┌─ Provided data
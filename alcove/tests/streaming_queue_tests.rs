//! Streaming queue integrity tests
//!
//! End-to-end checks of the buffer queue through the public surface:
//! - Queued/processed counts track pushes and consumption
//! - Reference counts match unpopped holdings
//! - FIFO order is preserved through a full play cycle
//! - Loop relinking keeps slots unprocessed until looping is disabled
//! - The steady-state refill pattern (unqueue, refill, requeue) works while
//!   playback continues

mod helpers;

use alcove::{AudioFrame, BufferState, Error, SourceState};
use helpers::{constant_mono16, mono_buffer, offline_context};

fn render(ctx: &alcove::Context, frames: usize) {
    let mut block = vec![AudioFrame::zero(); frames];
    ctx.render_offline(&mut block).unwrap();
}

#[test]
fn test_counts_follow_pushes_and_consumption() {
    let ctx = offline_context();
    let source = ctx.gen_source().unwrap();
    let ids: Vec<_> = (1..=3i16)
        .map(|n| mono_buffer(&ctx, &constant_mono16(64, 100 * n)))
        .collect();

    ctx.queue_buffers(source, &ids).unwrap();
    assert_eq!(ctx.buffers_queued(source).unwrap(), 3);
    assert_eq!(ctx.buffers_processed(source).unwrap(), 0);

    ctx.play_source(source).unwrap();
    render(&ctx, 256);

    // Fully drained: everything queued is now processed but not yet popped.
    assert_eq!(ctx.source_state(source).unwrap(), SourceState::Stopped);
    assert_eq!(ctx.buffers_queued(source).unwrap(), 3);
    assert_eq!(ctx.buffers_processed(source).unwrap(), 3);

    ctx.unqueue_buffers(source, 2).unwrap();
    assert_eq!(ctx.buffers_queued(source).unwrap(), 1);
    assert_eq!(ctx.buffers_processed(source).unwrap(), 1);

    ctx.unqueue_buffers(source, 1).unwrap();
    assert_eq!(ctx.buffers_queued(source).unwrap(), 0);
    assert_eq!(ctx.buffers_processed(source).unwrap(), 0);
}

#[test]
fn test_refcounts_match_unpopped_holdings() {
    let ctx = offline_context();
    let source = ctx.gen_source().unwrap();
    let buffer = mono_buffer(&ctx, &constant_mono16(64, 500));

    assert_eq!(ctx.buffer_references(buffer).unwrap(), 0);
    ctx.queue_buffers(source, &[buffer]).unwrap();
    assert_eq!(ctx.buffer_references(buffer).unwrap(), 1);

    ctx.play_source(source).unwrap();
    render(&ctx, 128);

    // Consumption alone does not release the handle; popping does.
    assert_eq!(ctx.buffer_references(buffer).unwrap(), 1);
    ctx.unqueue_buffers(source, 1).unwrap();
    assert_eq!(ctx.buffer_references(buffer).unwrap(), 0);
}

#[test]
fn test_single_buffer_stream_cycle() {
    let ctx = offline_context();
    let source = ctx.gen_source().unwrap();
    let buffer = mono_buffer(&ctx, &constant_mono16(100, 1000));

    ctx.queue_buffers(source, &[buffer]).unwrap();
    ctx.play_source(source).unwrap();
    render(&ctx, 128);

    assert_eq!(ctx.source_state(source).unwrap(), SourceState::Stopped);
    assert_eq!(ctx.buffers_processed(source).unwrap(), 1);

    let popped = ctx.unqueue_buffers(source, 1).unwrap();
    assert_eq!(popped, vec![buffer]);
    assert_eq!(ctx.buffers_processed(source).unwrap(), 0);
    assert_eq!(ctx.buffer_state(buffer).unwrap(), BufferState::Processed);
}

#[test]
fn test_fifo_order_preserved() {
    let ctx = offline_context();
    let source = ctx.gen_source().unwrap();
    let ids: Vec<_> = (1..=4i16)
        .map(|n| mono_buffer(&ctx, &constant_mono16(32, n)))
        .collect();

    ctx.queue_buffers(source, &ids).unwrap();
    ctx.play_source(source).unwrap();
    render(&ctx, 192);

    let popped = ctx.unqueue_buffers(source, 4).unwrap();
    assert_eq!(popped, ids);
}

#[test]
fn test_unqueue_beyond_processed_rejected() {
    let ctx = offline_context();
    let source = ctx.gen_source().unwrap();
    let buffer = mono_buffer(&ctx, &constant_mono16(4096, 100));
    ctx.queue_buffers(source, &[buffer]).unwrap();
    ctx.play_source(source).unwrap();
    render(&ctx, 64);

    // Still mid-buffer, nothing processed yet.
    assert_eq!(ctx.buffers_processed(source).unwrap(), 0);
    let err = ctx.unqueue_buffers(source, 1).unwrap_err();
    assert!(matches!(err, Error::InvalidValue(_)));
}

#[test]
fn test_looping_stream_cycles_without_processing() {
    let ctx = offline_context();
    let source = ctx.gen_source().unwrap();
    let a = mono_buffer(&ctx, &constant_mono16(64, 100));
    let b = mono_buffer(&ctx, &constant_mono16(64, 200));

    ctx.queue_buffers(source, &[a, b]).unwrap();
    ctx.set_source_looping(source, true).unwrap();
    ctx.play_source(source).unwrap();

    // Three full cycles plus half a buffer.
    render(&ctx, 416);
    assert_eq!(ctx.source_state(source).unwrap(), SourceState::Playing);
    assert_eq!(ctx.buffers_processed(source).unwrap(), 0);
    assert_eq!(ctx.buffers_queued(source).unwrap(), 2);
}

#[test]
fn test_disabling_loop_drains_stream() {
    let ctx = offline_context();
    let source = ctx.gen_source().unwrap();
    let a = mono_buffer(&ctx, &constant_mono16(64, 100));
    let b = mono_buffer(&ctx, &constant_mono16(64, 200));

    ctx.queue_buffers(source, &[a, b]).unwrap();
    ctx.set_source_looping(source, true).unwrap();
    ctx.play_source(source).unwrap();

    // Stop mid-way through the first buffer of a later cycle so both slots
    // lie ahead of the cursor when the loop link is removed.
    render(&ctx, 416);
    ctx.set_source_looping(source, false).unwrap();
    ctx.process();

    render(&ctx, 128);
    assert_eq!(ctx.source_state(source).unwrap(), SourceState::Stopped);
    assert_eq!(ctx.buffers_processed(source).unwrap(), 2);
    assert_eq!(ctx.unqueue_buffers(source, 2).unwrap(), vec![a, b]);
}

#[test]
fn test_refill_pattern_keeps_stream_alive() {
    let ctx = offline_context();
    let source = ctx.gen_source().unwrap();
    let a = mono_buffer(&ctx, &constant_mono16(64, 100));
    let b = mono_buffer(&ctx, &constant_mono16(64, 200));

    ctx.queue_buffers(source, &[a, b]).unwrap();
    ctx.play_source(source).unwrap();

    // Midway through the second buffer, the first is ready to recycle.
    render(&ctx, 96);
    assert_eq!(ctx.source_state(source).unwrap(), SourceState::Playing);
    assert_eq!(ctx.buffers_processed(source).unwrap(), 1);

    let popped = ctx.unqueue_buffers(source, 1).unwrap();
    assert_eq!(popped, vec![a]);

    // Refill the recycled buffer and extend the stream with it.
    ctx.buffer_data(
        a,
        alcove::SampleFormat::Mono16,
        &constant_mono16(64, 300),
        48_000,
    )
    .unwrap();
    ctx.queue_buffers(source, &[a]).unwrap();
    assert_eq!(ctx.buffers_queued(source).unwrap(), 2);

    render(&ctx, 128);
    assert_eq!(ctx.source_state(source).unwrap(), SourceState::Stopped);
    assert_eq!(ctx.unqueue_buffers(source, 2).unwrap(), vec![b, a]);
    assert_eq!(ctx.source_sample_offset(source).unwrap(), 192);
}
└─
## Brief
Preserving every character, copy the records above out again.

## Response to this task
filename alcove/tests/streaming_queue_tests.rs
//! Streaming queue integrity tests
//!
//! End-to-end checks of the buffer queue through the public surface:
//! - Queued/processed counts track pushes and consumption
//! - Reference counts match unpopped holdings
//! - FIFO order is preserved through a full play cycle
//! - Loop relinking keeps slots unprocessed until looping is disabled
//! - The steady-state refill pattern (unqueue, refill, requeue) works while
//!   playback continues

mod helpers;

use alcove::{AudioFrame, BufferState, Error, SourceState};
use helpers::{constant_mono16, mono_buffer, offline_context};

fn render(ctx: &alcove::Context, frames: usize) {
    let mut block = vec![AudioFrame::zero(); frames];
    ctx.render_offline(&mut block).unwrap();
}

#[test]
fn test_counts_follow_pushes_and_consumption() {
    let ctx = offline_context();
    let source = ctx.gen_source().unwrap();
    let ids: Vec<_> = (1..=3i16)
        .map(|n| mono_buffer(&ctx, &constant_mono16(64, 100 * n)))
        .collect();

    ctx.queue_buffers(source, &ids).unwrap();
    assert_eq!(ctx.buffers_queued(source).unwrap(), 3);
    assert_eq!(ctx.buffers_processed(source).unwrap(), 0);

    ctx.play_source(source).unwrap();
    render(&ctx, 256);

    // Fully drained: everything queued is now processed but not yet popped.
    assert_eq!(ctx.source_state(source).unwrap(), SourceState::Stopped);
    assert_eq!(ctx.buffers_queued(source).unwrap(), 3);
    assert_eq!(ctx.buffers_processed(source).unwrap(), 3);

    ctx.unqueue_buffers(source, 2).unwrap();
    assert_eq!(ctx.buffers_queued(source).unwrap(), 1);
    assert_eq!(ctx.buffers_processed(source).unwrap(), 1);

    ctx.unqueue_buffers(source, 1).unwrap();
    assert_eq!(ctx.buffers_queued(source).unwrap(), 0);
    assert_eq!(ctx.buffers_processed(source).unwrap(), 0);
}

#[test]
fn test_refcounts_match_unpopped_holdings() {
    let ctx = offline_context();
    let source = ctx.gen_source().unwrap();
    let buffer = mono_buffer(&ctx, &constant_mono16(64, 500));

    assert_eq!(ctx.buffer_references(buffer).unwrap(), 0);
    ctx.queue_buffers(source, &[buffer]).unwrap();
    assert_eq!(ctx.buffer_references(buffer).unwrap(), 1);

    ctx.play_source(source).unwrap();
    render(&ctx, 128);

    // Consumption alone does not release the handle; popping does.
    assert_eq!(ctx.buffer_references(buffer).unwrap(), 1);
    ctx.unqueue_buffers(source, 1).unwrap();
    assert_eq!(ctx.buffer_references(buffer).unwrap(), 0);
}

#[test]
fn test_single_buffer_stream_cycle() {
    let ctx = offline_context();
    let source = ctx.gen_source().unwrap();
    let buffer = mono_buffer(&ctx, &constant_mono16(100, 1000));

    ctx.queue_buffers(source, &[buffer]).unwrap();
    ctx.play_source(source).unwrap();
    render(&ctx, 128);

    assert_eq!(ctx.source_state(source).unwrap(), SourceState::Stopped);
    assert_eq!(ctx.buffers_processed(source).unwrap(), 1);

    let popped = ctx.unqueue_buffers(source, 1).unwrap();
    assert_eq!(popped, vec![buffer]);
    assert_eq!(ctx.buffers_processed(source).unwrap(), 0);
    assert_eq!(ctx.buffer_state(buffer).unwrap(), BufferState::Processed);
}

#[test]
fn test_fifo_order_preserved() {
    let ctx = offline_context();
    let source = ctx.gen_source().unwrap();
    let ids: Vec<_> = (1..=4i16)
        .map(|n| mono_buffer(&ctx, &constant_mono16(32, n)))
        .collect();

    ctx.queue_buffers(source, &ids).unwrap();
    ctx.play_source(source).unwrap();
    render(&ctx, 192);

    let popped = ctx.unqueue_buffers(source, 4).unwrap();
    assert_eq!(popped, ids);
}

#[test]
fn test_unqueue_beyond_processed_rejected() {
    let ctx = offline_context();
    let source = ctx.gen_source().unwrap();
    let buffer = mono_buffer(&ctx, &constant_mono16(4096, 100));
    ctx.queue_buffers(source, &[buffer]).unwrap();
    ctx.play_source(source).unwrap();
    render(&ctx, 64);

    // Still mid-buffer, nothing processed yet.
    assert_eq!(ctx.buffers_processed(source).unwrap(), 0);
    let err = ctx.unqueue_buffers(source, 1).unwrap_err();
    assert!(matches!(err, Error::InvalidValue(_)));
}

#[test]
fn test_looping_stream_cycles_without_processing() {
    let ctx = offline_context();
    let source = ctx.gen_source().unwrap();
    let a = mono_buffer(&ctx, &constant_mono16(64, 100));
    let b = mono_buffer(&ctx, &constant_mono16(64, 200));

    ctx.queue_buffers(source, &[a, b]).unwrap();
    ctx.set_source_looping(source, true).unwrap();
    ctx.play_source(source).unwrap();

    // Three full cycles plus half a buffer.
    render(&ctx, 416);
    assert_eq!(ctx.source_state(source).unwrap(), SourceState::Playing);
    assert_eq!(ctx.buffers_processed(source).unwrap(), 0);
    assert_eq!(ctx.buffers_queued(source).unwrap(), 2);
}

#[test]
fn test_disabling_loop_drains_stream() {
    let ctx = offline_context();
    let source = ctx.gen_source().unwrap();
    let a = mono_buffer(&ctx, &constant_mono16(64, 100));
    let b = mono_buffer(&ctx, &constant_mono16(64, 200));

    ctx.queue_buffers(source, &[a, b]).unwrap();
    ctx.set_source_looping(source, true).unwrap();
    ctx.play_source(source).unwrap();

    // Stop mid-way through the first buffer of a later cycle so both slots
    // lie ahead of the cursor when the loop link is removed.
    render(&ctx, 416);
    ctx.set_source_looping(source, false).unwrap();
    ctx.process();

    render(&ctx, 128);
    assert_eq!(ctx.source_state(source).unwrap(), SourceState::Stopped);
    assert_eq!(ctx.buffers_processed(source).unwrap(), 2);
    assert_eq!(ctx.unqueue_buffers(source, 2).unwrap(), vec![a, b]);
}

#[test]
fn test_refill_pattern_keeps_stream_alive() {
    let ctx = offline_context();
    let source = ctx.gen_source().unwrap();
    let a = mono_buffer(&ctx, &constant_mono16(64, 100));
    let b = mono_buffer(&ctx, &constant_mono16(64, 200));

    ctx.queue_buffers(source, &[a, b]).unwrap();
    ctx.play_source(source).unwrap();

    // Midway through the second buffer, the first is ready to recycle.
    render(&ctx, 96);
    assert_eq!(ctx.source_state(source).unwrap(), SourceState::Playing);
    assert_eq!(ctx.buffers_processed(source).unwrap(), 1);

    let popped = ctx.unqueue_buffers(source, 1).unwrap();
    assert_eq!(popped, vec![a]);

    // Refill the recycled buffer and extend the stream with it.
    ctx.buffer_data(
        a,
        alcove::SampleFormat::Mono16,
        &constant_mono16(64, 300),
        48_000,
    )
    .unwrap();
    ctx.queue_buffers(source, &[a]).unwrap();
    assert_eq!(ctx.buffers_queued(source).unwrap(), 2);

    render(&ctx, 128);
    assert_eq!(ctx.source_state(source).unwrap(), SourceState::Stopped);
    assert_eq!(ctx.unqueue_buffers(source, 2).unwrap(), vec![b, a]);
    assert_eq!(ctx.source_sample_offset(source).unwrap(), 192);
}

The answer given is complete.